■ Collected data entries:
○ ○ ○ ○

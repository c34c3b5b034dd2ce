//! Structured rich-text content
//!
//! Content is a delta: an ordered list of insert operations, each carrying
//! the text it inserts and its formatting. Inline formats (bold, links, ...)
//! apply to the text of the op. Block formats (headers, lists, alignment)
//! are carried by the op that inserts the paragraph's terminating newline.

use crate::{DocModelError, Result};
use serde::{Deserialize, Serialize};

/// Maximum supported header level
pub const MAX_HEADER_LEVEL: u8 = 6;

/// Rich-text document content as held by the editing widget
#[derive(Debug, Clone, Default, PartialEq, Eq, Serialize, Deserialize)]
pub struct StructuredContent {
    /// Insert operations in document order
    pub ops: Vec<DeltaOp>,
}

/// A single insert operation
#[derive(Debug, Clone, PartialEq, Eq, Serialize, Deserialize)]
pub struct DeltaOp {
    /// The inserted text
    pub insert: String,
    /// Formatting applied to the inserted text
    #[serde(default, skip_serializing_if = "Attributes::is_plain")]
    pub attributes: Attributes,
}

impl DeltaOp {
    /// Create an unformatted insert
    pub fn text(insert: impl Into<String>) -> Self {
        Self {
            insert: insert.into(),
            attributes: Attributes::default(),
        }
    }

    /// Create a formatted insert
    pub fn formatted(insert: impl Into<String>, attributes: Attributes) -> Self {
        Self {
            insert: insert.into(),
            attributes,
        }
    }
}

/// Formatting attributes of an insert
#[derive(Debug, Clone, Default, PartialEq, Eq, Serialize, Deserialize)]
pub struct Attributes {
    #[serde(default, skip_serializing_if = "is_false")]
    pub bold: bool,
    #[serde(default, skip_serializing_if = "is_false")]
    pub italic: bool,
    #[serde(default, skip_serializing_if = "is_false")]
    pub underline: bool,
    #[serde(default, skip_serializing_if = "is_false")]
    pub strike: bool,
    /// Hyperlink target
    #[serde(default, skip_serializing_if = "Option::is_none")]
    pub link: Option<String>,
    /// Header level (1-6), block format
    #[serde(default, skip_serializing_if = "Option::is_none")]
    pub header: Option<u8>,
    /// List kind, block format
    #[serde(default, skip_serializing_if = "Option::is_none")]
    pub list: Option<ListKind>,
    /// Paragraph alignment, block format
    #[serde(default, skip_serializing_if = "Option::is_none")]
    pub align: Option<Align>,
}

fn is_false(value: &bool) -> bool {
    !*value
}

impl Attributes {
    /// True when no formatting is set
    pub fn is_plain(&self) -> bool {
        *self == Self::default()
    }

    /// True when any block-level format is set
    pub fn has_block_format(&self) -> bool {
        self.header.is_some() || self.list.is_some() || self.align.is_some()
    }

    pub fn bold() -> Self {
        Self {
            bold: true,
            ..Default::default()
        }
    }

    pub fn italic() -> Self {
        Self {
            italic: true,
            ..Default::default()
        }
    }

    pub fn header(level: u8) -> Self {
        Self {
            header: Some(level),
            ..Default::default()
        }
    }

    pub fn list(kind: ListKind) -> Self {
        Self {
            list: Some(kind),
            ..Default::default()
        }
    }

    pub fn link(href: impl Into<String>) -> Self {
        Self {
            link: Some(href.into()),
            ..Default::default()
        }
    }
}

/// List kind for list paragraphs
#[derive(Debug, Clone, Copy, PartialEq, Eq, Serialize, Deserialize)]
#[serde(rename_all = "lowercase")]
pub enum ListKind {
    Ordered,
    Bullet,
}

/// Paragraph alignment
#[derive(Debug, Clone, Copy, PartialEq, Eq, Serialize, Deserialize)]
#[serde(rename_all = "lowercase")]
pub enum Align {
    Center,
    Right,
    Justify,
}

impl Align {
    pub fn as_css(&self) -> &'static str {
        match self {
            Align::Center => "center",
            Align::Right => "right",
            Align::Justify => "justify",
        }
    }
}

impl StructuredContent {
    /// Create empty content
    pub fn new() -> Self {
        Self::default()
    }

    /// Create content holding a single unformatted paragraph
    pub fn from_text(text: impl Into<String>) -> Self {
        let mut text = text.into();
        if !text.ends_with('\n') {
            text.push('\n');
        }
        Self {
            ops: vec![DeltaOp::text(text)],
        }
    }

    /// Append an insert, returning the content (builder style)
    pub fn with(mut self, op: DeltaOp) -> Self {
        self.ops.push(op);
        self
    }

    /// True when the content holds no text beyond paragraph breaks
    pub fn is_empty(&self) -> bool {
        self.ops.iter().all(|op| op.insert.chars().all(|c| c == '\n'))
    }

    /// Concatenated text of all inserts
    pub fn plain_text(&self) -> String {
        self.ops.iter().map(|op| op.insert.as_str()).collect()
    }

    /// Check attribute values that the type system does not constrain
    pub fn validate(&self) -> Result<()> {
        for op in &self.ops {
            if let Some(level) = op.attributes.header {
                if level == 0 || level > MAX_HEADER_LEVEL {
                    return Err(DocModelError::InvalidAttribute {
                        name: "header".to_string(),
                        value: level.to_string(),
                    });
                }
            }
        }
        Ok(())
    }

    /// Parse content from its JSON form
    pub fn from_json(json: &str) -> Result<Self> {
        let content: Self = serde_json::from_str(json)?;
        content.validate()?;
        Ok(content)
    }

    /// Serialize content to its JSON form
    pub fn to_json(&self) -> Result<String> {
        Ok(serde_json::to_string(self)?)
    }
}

○ ○ ○ ○

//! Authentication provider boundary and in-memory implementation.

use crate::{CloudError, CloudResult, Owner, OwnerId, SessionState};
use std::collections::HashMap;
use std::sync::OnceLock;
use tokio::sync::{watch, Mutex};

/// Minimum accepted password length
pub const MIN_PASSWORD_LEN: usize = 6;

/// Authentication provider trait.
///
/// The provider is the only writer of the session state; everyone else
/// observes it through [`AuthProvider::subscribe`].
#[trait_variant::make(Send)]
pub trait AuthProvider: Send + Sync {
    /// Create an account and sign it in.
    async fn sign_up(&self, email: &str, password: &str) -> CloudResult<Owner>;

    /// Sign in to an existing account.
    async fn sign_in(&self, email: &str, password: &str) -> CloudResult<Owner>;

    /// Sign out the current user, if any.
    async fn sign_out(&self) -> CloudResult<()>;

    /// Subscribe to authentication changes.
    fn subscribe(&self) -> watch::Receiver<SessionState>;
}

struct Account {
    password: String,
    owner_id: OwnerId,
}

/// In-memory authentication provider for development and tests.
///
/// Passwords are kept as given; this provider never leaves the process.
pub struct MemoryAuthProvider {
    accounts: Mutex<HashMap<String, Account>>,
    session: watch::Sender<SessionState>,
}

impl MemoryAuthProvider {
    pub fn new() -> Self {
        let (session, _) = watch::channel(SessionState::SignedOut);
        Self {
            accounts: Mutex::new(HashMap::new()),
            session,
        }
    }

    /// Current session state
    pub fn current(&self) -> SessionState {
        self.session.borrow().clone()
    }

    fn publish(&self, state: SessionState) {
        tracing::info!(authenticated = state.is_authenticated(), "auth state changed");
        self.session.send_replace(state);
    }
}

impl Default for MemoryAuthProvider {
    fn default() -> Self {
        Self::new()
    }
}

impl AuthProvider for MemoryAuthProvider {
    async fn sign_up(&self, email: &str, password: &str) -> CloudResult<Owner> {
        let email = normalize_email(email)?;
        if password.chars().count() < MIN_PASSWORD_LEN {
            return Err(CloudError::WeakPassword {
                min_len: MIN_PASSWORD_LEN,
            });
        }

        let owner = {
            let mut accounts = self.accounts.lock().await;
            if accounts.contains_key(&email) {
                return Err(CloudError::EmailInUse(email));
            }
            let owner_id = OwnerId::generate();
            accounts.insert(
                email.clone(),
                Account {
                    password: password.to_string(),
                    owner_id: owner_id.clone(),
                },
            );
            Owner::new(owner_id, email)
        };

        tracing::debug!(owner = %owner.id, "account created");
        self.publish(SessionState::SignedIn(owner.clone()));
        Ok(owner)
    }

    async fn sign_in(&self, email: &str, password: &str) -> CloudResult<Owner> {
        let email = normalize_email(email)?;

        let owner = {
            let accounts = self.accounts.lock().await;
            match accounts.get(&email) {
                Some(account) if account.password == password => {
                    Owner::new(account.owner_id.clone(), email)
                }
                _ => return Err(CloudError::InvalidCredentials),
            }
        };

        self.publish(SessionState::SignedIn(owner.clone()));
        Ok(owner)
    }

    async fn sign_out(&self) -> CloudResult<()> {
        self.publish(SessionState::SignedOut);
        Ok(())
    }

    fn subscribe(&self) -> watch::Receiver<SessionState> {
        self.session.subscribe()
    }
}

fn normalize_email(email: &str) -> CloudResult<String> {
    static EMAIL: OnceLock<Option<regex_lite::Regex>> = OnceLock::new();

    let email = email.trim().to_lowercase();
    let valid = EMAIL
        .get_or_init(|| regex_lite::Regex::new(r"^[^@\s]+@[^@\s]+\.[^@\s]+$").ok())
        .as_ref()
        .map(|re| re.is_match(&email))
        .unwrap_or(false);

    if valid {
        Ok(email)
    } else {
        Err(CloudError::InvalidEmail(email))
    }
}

○ ○ ○ ○

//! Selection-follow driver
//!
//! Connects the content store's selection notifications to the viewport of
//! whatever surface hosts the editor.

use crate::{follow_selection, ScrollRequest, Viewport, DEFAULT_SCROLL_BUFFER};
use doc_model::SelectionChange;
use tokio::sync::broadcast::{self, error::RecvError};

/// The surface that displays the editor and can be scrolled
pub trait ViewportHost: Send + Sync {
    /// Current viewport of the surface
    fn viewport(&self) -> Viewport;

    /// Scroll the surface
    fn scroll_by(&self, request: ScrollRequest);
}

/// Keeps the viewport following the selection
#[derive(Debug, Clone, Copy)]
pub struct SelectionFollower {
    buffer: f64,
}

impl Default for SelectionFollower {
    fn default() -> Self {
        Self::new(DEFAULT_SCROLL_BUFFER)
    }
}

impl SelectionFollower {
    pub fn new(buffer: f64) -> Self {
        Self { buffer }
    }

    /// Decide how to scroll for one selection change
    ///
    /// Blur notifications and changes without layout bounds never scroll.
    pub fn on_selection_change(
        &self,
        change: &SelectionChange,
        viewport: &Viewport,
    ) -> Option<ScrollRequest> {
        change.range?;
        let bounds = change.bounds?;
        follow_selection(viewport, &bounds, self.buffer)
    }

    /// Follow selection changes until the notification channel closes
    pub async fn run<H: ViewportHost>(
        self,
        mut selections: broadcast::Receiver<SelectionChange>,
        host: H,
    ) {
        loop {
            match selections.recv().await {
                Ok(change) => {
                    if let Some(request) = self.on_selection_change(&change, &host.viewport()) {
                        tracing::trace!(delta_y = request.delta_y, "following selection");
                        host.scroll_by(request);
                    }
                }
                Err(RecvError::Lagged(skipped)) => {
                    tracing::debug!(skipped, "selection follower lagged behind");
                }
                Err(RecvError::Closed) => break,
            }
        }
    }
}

○ ○ ○ ○

■ EXERCISE:
Above are some lines. Repeat exactly, and only, those from the line that has "repository c34c3b5b034dd2ce" through the line that has "(bold, links, ...)".

■ TASK RESULT:
repository c34c3b5b034dd2ce
//! Structured rich-text content
//!
//! Content is a delta: an ordered list of insert operations, each carrying
//! the text it inserts and its formatting. Inline formats (bold, links, ...)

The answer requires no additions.